* _Work order_:
Please count the lines below that contain the word "pattern", and reply with that number alone.

Stored data
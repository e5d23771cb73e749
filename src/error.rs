// ⚠️ Error Taxonomy
// Failures that halt a render pass. Per-row date problems are not errors:
// those rows land in `Normalization::rejected` instead.

use std::path::PathBuf;
use thiserror::Error;

/// Errors raised while reaching or reading the record source.
///
/// Every variant is fatal to the current pass: the caller shows the message
/// and renders nothing else.
#[derive(Debug, Error)]
pub enum SourceError {
    /// Authentication or source lookup failed (sheet not found, file missing,
    /// credentials rejected).
    #[error("Connection error: {0}")]
    Connection(String),

    /// Connected, but the rows could not be read.
    #[error("Fetch error: {0}")]
    Fetch(String),

    #[error("CSV error: {0}")]
    Csv(#[from] csv::Error),

    #[error("HTTP error: {0}")]
    Http(#[from] reqwest::Error),
}

impl SourceError {
    /// True when the handle itself is suspect and should be re-established.
    pub fn is_connection(&self) -> bool {
        matches!(self, SourceError::Connection(_) | SourceError::Http(_))
    }
}

/// Errors raised while loading `earnings.toml`.
#[derive(Debug, Error)]
pub enum ConfigError {
    #[error("Failed to read config file {path}: {source}")]
    Read {
        path: PathBuf,
        #[source]
        source: std::io::Error,
    },

    #[error("Failed to parse config: {0}")]
    Parse(#[from] toml::de::Error),

    #[error("Invalid fee rule '{pattern}': {reason}")]
    InvalidFee { pattern: String, reason: String },

    #[error("Invalid source configuration: {0}")]
    InvalidSource(String),
}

* _Exercise result_:
2